Abstract
While structural network analysis consolidated the hypothesis of cerebral small vessel disease (SVD) being a disconnection syndrome, little is known about functional changes on the level of brain networks. In patients with genetically defined SVD (CADASIL,n= 41) and sporadic SVD (n= 46), we independently tested the hypothesis that functional networks change with SVD burden and mediate the effect of disease burden on cognitive performance, in particular slowing of processing speed. We further determined test-retest reliability of functional network measures in sporadic SVD patients participating in a high-frequency (monthly) serial imaging study (RUN DMC-InTENse, median: 8 MRIs per participant).
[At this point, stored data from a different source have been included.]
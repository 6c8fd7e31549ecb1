//! Row keys, key ranges and scan ranges
//!
//! All comparisons are unsigned lexicographic byte comparisons, the order of
//! the underlying key-value store.

mod codec;
mod errors;
mod range;
mod scan_ranges;

pub use codec::{
    decode_i32_ordered, decode_i64_ordered, encode_i32_ordered, encode_i64_ordered, salt_byte,
    KeyValue, RowKeyEncoder, SEPARATOR_BYTE,
};
pub use errors::{KeyError, KeyResult};
pub use range::{next_key, KeyRange, UNBOUND};
pub use scan_ranges::ScanRanges;

/// Serde adapter storing key bytes as base64 strings
pub(crate) mod base64_bytes {
    use base64::engine::general_purpose::STANDARD;
    use base64::Engine as _;
    use serde::{Deserialize, Deserializer, Serializer};

    pub fn serialize<S: Serializer>(bytes: &[u8], serializer: S) -> Result<S::Ok, S::Error> {
        serializer.serialize_str(&STANDARD.encode(bytes))
    }

    pub fn deserialize<'de, D: Deserializer<'de>>(deserializer: D) -> Result<Vec<u8>, D::Error> {
        let encoded = String::deserialize(deserializer)?;
        STANDARD
            .decode(encoded.as_bytes())
            .map_err(serde::de::Error::custom)
    }
}
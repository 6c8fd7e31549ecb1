//! Scan ranges produced by the key-range optimizer

use super::range::KeyRange;

/// Ordered, non-overlapping key ranges a scan will visit
#[derive(Debug, Clone, PartialEq, Eq)]
pub struct ScanRanges {
    ranges: Vec<KeyRange>,
}

impl ScanRanges {
    /// Full table scan
    pub fn everything() -> Self {
        Self {
            ranges: vec![KeyRange::everything()],
        }
    }

    /// Scan that can match nothing
    pub fn nothing() -> Self {
        Self { ranges: Vec::new() }
    }

    pub fn single(range: KeyRange) -> Self {
        if range.is_empty() {
            return Self::nothing();
        }
        Self {
            ranges: vec![range],
        }
    }

    /// Lookup of exactly one key
    pub fn point(key: impl Into<Vec<u8>>) -> Self {
        Self::single(KeyRange::point(key))
    }

    /// Builds from ranges; empty ranges are dropped and the rest sorted by lower bound
    pub fn from_ranges(ranges: impl IntoIterator<Item = KeyRange>) -> Self {
        let mut ranges: Vec<KeyRange> = ranges.into_iter().filter(|r| !r.is_empty()).collect();
        ranges.sort_by(|a, b| a.lower().cmp(b.lower()));
        Self { ranges }
    }

    pub fn ranges(&self) -> &[KeyRange] {
        &self.ranges
    }

    pub fn is_everything(&self) -> bool {
        self.ranges.len() == 1 && self.ranges[0] == KeyRange::everything()
    }

    pub fn is_nothing(&self) -> bool {
        self.ranges.is_empty()
    }

    /// Returns true if every range pins a single key
    pub fn is_point_lookup(&self) -> bool {
        !self.ranges.is_empty() && self.ranges.iter().all(KeyRange::is_point)
    }

    /// The key of a lookup that pins exactly one key, if that is what this is
    pub fn point_key(&self) -> Option<&[u8]> {
        match self.ranges.as_slice() {
            [range] if range.is_point() => Some(range.lower()),
            _ => None,
        }
    }

    /// Smallest single range spanning all ranges
    pub fn scan_range(&self) -> Option<KeyRange> {
        let first = self.ranges.first()?;
        let last = self.ranges.last()?;
        Some(KeyRange::new(
            first.lower(),
            first.is_lower_inclusive(),
            last.upper(),
            last.is_upper_inclusive(),
        ))
    }
}
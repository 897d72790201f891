use drasi_mcp_proto::{derive_entry_key, ChangeEvent, QueryConfig, RowChange};

use crate::{error::IngestError, store::ResourceStore, syncpoint::SyncPointManager};

/// Applies one inbound [`ChangeEvent`] to the store, atomically with
/// respect to the query's sync point (spec.md §4.4).
///
/// Per-query serialisation is explicit, not incidental: the ingest
/// connector dispatches one task per HTTP request, so two envelopes for
/// the same `queryId` can reach `apply` concurrently. The check-apply-
/// advance sequence below holds `sync_points.apply_lock(query_id)` for its
/// whole duration, so same-query envelopes serialise through that lock
/// while distinct queries — each with their own lock — still proceed
/// independently (spec.md §5).
pub struct ChangeEventHandler<'a> {
    pub store: &'a ResourceStore,
    pub sync_points: &'a SyncPointManager,
}

impl<'a> ChangeEventHandler<'a> {
    pub fn apply(&self, configs: &[QueryConfig], event: &ChangeEvent) -> Result<(), IngestError> {
        let config = configs
            .iter()
            .find(|c| c.query_id == event.query_id)
            .ok_or_else(|| IngestError::UnknownQuery(event.query_id.clone()))?;

        let lock = self.sync_points.apply_lock(&event.query_id);
        let _guard = lock.lock().unwrap();

        let current = self.sync_points.get(&event.query_id).ok_or_else(|| IngestError::NotInitialised(event.query_id.clone()))?;

        if event.sequence <= current {
            tracing::debug!(query_id = %event.query_id, sequence = event.sequence, current, "duplicate envelope; ignoring");
            return Ok(());
        }

        for change in event.ordered_changes() {
            match change {
                RowChange::Added(row) => self.upsert(config, row)?,
                RowChange::Updated { before, after } => self.apply_update(config, before, after)?,
                RowChange::Deleted(row) => self.delete(config, &row)?,
            }
        }

        self.sync_points
            .advance(&event.query_id, event.sequence)
            .map_err(|_| IngestError::NotInitialised(event.query_id.clone()))?;

        Ok(())
    }

    fn upsert(&self, config: &QueryConfig, row: serde_json::Value) -> Result<(), IngestError> {
        match derive_entry_key(&row, &config.key_field) {
            Some(key) => {
                self.store.upsert_entry(&config.query_id, &key, row)?;
                Ok(())
            }
            None => {
                tracing::warn!(query_id = %config.query_id, key_field = %config.key_field, "row missing key field; skipping");
                Ok(())
            }
        }
    }

    fn delete(&self, config: &QueryConfig, row: &serde_json::Value) -> Result<(), IngestError> {
        match derive_entry_key(row, &config.key_field) {
            Some(key) => {
                self.store.delete_entry(&config.query_id, &key)?;
                Ok(())
            }
            None => {
                tracing::warn!(query_id = %config.query_id, key_field = %config.key_field, "row missing key field; skipping delete");
                Ok(())
            }
        }
    }

    /// An update whose `after` key differs from its `before` key is a
    /// move: delete the old key, upsert the new one (spec.md §4.4 tie-break).
    /// If `before` is unavailable, only the upsert is emitted.
    fn apply_update(&self, config: &QueryConfig, before: Option<serde_json::Value>, after: serde_json::Value) -> Result<(), IngestError> {
        let after_key = derive_entry_key(&after, &config.key_field);
        let before_key = before.as_ref().and_then(|b| derive_entry_key(b, &config.key_field));

        if let (Some(before_key), Some(after_key)) = (&before_key, &after_key) {
            if before_key != after_key {
                self.store.delete_entry(&config.query_id, before_key)?;
            }
        }

        match after_key {
            Some(key) => {
                self.store.upsert_entry(&config.query_id, &key, after)?;
                Ok(())
            }
            None => {
                tracing::warn!(query_id = %config.query_id, key_field = %config.key_field, "updated row missing key field; skipping");
                Ok(())
            }
        }
    }
}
Functional networks for the whole brain and major subsystems (i.e., default mode network, DMN;fronto-parietal task control network, FPCN;visual network, VN;hand somatosensory-motor network, HSMN) were constructed based on resting-state multi-band functional MRI. In CADASIL, global efficiency (a graph metric capturing network integration) of the DMN was lower in patients with high disease burden (standardized beta = -.44;p[corrected] = .035) and mediated the negative effect of disease burden on processing speed (indirect path: std. beta = -.20,p= .047;direct path: std. beta = -.19,p= .25;total effect: std. beta = -.39,p= .02). The corresponding analyses in sporadic SVD showed no effect. Intraclass correlations in the high-frequency serial MRI dataset of the sporadic SVD patients revealed poor test-retest reliability and analysis of individual variability suggested an influence of age, but not disease burden, on global efficiency. In conclusion, our results suggest that changes in functional connectivity networks mediate the effect of SVD-related brain damage on cognitive deficits. However, limited reliability of functional network measures, possibly due to age-related comorbidities, impedes the analysis in elderly SVD patients.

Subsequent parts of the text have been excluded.